Data under study Block Start

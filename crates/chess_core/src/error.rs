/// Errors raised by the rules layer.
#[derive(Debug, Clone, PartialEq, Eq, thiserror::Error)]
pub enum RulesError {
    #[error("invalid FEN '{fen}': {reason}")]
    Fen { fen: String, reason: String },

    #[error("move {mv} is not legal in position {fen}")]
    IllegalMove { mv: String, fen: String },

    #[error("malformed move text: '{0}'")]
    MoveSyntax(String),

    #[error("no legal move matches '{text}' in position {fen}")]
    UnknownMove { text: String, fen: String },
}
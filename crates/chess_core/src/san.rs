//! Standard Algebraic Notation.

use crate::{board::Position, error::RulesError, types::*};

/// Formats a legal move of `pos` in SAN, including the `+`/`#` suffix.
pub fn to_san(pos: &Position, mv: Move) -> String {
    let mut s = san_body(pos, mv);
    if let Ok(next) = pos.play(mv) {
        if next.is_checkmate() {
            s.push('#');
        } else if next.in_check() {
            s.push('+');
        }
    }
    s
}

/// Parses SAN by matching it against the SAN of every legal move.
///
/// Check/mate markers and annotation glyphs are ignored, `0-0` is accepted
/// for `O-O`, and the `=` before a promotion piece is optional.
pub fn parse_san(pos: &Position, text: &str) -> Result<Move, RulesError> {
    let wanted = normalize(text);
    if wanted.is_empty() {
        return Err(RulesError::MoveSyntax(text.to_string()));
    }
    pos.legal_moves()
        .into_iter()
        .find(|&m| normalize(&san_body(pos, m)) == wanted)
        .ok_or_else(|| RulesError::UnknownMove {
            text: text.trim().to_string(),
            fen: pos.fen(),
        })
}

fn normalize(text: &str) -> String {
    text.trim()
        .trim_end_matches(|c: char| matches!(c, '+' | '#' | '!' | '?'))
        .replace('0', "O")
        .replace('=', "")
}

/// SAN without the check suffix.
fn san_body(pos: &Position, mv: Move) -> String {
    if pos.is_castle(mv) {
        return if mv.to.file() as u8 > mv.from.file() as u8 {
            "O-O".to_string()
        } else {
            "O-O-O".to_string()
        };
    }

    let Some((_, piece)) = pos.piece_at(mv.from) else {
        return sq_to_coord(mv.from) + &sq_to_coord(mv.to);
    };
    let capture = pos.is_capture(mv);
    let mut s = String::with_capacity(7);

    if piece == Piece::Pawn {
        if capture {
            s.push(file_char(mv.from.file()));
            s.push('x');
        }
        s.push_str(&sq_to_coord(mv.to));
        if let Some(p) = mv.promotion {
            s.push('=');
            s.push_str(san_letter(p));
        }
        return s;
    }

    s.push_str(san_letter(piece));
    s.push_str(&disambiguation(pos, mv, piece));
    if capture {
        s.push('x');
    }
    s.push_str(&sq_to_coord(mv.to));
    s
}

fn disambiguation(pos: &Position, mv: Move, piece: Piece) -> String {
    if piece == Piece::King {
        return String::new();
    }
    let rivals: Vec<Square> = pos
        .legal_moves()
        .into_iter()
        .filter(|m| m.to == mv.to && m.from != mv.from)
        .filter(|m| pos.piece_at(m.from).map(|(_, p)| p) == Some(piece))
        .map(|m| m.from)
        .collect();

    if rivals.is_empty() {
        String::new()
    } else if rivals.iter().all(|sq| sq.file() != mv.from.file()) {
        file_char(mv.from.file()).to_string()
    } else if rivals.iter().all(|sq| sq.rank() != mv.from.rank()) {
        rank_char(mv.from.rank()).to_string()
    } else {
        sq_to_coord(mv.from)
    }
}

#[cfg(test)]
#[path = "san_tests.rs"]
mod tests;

Data under study Block End
Data under study Block Start

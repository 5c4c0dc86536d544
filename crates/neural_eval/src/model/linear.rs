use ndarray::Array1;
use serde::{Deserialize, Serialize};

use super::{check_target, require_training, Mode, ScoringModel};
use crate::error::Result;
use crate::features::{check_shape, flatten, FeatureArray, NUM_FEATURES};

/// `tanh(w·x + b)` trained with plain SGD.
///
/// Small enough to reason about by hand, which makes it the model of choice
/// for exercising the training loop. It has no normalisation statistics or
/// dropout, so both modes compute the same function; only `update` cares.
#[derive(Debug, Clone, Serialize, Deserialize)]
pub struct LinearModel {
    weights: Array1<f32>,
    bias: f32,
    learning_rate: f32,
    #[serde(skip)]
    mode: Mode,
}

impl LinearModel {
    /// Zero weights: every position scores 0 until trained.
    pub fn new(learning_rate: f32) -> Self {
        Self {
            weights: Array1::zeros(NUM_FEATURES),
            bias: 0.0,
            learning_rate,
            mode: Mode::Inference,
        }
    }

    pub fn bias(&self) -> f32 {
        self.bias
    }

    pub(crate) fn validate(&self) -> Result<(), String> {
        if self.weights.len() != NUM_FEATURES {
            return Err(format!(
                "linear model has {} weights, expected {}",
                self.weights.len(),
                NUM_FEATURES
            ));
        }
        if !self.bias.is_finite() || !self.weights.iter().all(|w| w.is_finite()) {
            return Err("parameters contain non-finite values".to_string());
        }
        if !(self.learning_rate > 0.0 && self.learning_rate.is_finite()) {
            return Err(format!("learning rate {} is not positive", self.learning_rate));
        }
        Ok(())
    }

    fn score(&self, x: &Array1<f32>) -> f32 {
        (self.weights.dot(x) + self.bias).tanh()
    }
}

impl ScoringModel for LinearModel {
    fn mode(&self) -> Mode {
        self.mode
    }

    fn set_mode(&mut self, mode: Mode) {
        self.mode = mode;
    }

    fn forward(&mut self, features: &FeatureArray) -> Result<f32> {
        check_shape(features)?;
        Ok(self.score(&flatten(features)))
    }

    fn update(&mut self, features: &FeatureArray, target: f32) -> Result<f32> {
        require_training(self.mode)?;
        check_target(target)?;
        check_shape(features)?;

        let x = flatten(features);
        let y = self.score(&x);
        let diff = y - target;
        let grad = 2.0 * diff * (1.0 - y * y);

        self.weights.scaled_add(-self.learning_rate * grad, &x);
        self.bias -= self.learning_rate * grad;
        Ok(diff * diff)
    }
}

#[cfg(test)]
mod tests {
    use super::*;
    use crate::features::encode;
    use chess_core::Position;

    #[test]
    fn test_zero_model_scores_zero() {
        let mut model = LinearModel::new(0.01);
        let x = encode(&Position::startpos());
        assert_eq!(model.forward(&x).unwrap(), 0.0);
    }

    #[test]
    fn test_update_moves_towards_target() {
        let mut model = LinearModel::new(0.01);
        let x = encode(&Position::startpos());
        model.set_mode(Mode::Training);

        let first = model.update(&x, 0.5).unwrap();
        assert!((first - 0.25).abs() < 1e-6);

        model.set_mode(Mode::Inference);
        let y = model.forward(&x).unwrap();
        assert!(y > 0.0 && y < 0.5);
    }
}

Data under study Block End
Data under study Block Start

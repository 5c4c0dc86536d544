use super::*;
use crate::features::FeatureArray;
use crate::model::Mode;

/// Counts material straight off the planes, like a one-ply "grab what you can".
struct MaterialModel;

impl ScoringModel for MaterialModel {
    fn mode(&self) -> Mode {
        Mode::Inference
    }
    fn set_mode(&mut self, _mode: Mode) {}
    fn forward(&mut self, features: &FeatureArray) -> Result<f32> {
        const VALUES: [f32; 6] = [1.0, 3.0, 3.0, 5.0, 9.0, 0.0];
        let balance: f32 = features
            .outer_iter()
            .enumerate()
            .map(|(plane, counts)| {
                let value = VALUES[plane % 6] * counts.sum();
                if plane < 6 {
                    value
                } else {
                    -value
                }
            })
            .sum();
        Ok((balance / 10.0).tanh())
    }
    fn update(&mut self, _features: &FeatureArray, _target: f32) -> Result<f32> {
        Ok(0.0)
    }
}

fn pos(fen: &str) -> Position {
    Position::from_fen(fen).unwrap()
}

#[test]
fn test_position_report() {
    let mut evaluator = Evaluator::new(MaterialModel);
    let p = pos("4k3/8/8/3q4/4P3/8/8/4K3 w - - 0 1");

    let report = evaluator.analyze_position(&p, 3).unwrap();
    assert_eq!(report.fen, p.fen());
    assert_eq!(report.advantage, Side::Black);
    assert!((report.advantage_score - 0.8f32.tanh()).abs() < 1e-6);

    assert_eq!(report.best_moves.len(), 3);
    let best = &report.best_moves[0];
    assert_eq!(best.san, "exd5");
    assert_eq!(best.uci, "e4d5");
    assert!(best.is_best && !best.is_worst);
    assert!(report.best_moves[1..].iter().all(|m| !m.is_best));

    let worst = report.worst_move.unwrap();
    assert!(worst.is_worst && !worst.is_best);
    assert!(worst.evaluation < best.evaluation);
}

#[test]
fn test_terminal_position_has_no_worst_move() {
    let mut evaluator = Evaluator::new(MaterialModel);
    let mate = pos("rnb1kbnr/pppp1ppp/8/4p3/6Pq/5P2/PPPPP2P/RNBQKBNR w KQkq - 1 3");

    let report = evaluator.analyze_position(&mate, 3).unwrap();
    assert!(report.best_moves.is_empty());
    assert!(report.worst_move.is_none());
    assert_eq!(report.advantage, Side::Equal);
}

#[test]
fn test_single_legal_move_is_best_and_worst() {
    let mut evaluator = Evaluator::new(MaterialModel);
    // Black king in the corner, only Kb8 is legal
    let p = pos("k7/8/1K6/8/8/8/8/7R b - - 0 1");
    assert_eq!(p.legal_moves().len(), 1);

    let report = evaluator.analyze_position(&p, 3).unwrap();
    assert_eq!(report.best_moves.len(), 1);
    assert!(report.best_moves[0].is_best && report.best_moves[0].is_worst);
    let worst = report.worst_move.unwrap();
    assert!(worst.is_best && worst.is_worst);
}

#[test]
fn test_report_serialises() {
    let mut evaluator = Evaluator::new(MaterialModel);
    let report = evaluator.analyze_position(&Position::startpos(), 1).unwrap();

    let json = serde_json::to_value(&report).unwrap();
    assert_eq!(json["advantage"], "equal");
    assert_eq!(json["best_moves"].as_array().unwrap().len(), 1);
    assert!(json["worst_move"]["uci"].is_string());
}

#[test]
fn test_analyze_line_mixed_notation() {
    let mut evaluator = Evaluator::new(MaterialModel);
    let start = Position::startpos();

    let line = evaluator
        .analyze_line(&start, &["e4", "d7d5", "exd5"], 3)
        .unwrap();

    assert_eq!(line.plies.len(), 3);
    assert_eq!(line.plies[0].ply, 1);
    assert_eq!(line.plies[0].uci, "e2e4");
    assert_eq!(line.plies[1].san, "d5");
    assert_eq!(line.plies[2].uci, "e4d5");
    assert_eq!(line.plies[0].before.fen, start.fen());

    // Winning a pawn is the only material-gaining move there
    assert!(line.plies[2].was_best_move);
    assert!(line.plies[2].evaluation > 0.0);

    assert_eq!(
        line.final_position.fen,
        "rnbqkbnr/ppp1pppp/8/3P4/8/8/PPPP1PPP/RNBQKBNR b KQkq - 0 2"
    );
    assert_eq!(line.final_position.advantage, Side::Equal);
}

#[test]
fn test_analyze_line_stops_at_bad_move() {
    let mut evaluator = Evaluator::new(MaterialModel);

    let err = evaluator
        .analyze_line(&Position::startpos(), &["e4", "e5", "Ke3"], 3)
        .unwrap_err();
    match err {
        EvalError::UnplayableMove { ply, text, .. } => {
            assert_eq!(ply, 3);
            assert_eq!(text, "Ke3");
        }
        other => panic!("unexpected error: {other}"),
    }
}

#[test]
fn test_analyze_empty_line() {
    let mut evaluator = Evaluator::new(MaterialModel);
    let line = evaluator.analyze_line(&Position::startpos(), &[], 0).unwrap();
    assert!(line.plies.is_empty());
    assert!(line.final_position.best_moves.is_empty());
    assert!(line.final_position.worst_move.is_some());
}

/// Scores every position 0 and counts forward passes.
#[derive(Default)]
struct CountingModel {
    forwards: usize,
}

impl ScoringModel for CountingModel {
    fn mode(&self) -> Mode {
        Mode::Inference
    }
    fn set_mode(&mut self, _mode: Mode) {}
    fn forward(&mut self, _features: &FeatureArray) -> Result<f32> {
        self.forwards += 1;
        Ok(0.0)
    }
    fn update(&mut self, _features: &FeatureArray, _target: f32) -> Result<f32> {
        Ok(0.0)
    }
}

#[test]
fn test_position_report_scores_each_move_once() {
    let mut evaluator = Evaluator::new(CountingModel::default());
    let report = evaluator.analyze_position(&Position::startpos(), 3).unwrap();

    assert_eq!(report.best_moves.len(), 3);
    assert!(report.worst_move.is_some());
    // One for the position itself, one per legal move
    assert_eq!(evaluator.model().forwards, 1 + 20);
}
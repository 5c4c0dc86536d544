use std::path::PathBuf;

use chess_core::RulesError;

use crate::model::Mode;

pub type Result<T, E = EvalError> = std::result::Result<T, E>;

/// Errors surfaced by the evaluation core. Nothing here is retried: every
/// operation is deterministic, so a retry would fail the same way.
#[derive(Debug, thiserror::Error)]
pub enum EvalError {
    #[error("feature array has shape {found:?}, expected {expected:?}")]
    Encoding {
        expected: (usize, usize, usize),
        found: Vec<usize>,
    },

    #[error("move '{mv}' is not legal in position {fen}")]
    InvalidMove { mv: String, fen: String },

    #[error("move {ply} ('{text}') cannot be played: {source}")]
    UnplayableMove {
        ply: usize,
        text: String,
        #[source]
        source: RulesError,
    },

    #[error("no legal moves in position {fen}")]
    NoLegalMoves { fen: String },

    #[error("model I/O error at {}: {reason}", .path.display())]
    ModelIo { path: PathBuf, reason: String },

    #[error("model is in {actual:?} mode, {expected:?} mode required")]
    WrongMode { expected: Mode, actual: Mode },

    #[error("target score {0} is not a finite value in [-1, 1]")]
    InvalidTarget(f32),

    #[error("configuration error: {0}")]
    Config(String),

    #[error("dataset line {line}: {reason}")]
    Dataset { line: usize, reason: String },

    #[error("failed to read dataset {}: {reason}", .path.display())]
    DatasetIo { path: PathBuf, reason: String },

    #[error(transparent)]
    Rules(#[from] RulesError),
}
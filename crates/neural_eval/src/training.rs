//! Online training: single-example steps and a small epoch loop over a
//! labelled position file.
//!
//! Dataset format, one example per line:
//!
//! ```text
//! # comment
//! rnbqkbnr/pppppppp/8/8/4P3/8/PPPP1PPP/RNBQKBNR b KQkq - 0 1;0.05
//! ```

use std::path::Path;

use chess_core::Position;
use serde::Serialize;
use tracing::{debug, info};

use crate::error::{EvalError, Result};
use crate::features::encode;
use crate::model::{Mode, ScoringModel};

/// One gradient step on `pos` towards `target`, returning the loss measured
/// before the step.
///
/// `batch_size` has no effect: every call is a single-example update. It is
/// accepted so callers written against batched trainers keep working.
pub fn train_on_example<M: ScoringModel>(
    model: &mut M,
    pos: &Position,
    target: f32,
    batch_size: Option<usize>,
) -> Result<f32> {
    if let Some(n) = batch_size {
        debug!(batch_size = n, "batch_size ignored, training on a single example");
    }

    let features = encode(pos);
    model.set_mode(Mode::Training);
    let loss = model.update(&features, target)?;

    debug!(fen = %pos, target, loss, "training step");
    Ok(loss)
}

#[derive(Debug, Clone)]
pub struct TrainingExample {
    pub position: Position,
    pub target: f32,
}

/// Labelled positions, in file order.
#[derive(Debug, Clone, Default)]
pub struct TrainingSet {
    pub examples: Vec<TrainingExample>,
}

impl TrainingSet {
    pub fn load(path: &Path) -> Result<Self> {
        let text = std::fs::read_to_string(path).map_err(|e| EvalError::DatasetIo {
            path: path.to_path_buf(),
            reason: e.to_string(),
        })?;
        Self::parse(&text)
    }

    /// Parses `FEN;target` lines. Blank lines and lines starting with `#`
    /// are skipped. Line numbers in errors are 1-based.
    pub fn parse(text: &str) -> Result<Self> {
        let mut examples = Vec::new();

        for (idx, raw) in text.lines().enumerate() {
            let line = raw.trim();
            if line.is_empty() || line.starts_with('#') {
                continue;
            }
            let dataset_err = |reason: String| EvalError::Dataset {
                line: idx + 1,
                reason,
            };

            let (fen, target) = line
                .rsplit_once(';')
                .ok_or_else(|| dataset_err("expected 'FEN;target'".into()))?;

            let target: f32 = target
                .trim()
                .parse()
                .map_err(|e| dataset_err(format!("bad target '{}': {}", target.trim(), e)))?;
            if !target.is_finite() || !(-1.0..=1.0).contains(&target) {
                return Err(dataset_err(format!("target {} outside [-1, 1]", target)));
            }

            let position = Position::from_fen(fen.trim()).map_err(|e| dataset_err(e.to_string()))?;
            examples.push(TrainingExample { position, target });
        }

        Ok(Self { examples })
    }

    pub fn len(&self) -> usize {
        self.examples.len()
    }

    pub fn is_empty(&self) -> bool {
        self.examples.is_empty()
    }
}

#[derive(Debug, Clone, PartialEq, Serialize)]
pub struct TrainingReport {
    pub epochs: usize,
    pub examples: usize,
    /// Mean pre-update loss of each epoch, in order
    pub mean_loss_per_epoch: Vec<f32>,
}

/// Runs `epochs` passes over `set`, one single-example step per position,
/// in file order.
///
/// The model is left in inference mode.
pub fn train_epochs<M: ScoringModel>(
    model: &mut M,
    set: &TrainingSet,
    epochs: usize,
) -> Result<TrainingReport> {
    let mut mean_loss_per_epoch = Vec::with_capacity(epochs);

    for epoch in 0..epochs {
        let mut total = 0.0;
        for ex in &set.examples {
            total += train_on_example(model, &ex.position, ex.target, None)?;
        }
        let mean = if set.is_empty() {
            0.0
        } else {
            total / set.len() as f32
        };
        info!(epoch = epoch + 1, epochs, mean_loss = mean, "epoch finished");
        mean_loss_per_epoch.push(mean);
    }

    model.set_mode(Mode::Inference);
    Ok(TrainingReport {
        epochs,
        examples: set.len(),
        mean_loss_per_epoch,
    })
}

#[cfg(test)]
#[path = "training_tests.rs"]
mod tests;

Data under study Block End

**Problem statement**
Go through the data above and copy each line that holds the word "CountingModel".

**Task answer**
struct CountingModel {
impl ScoringModel for CountingModel {
    let mut evaluator = Evaluator::new(CountingModel::default());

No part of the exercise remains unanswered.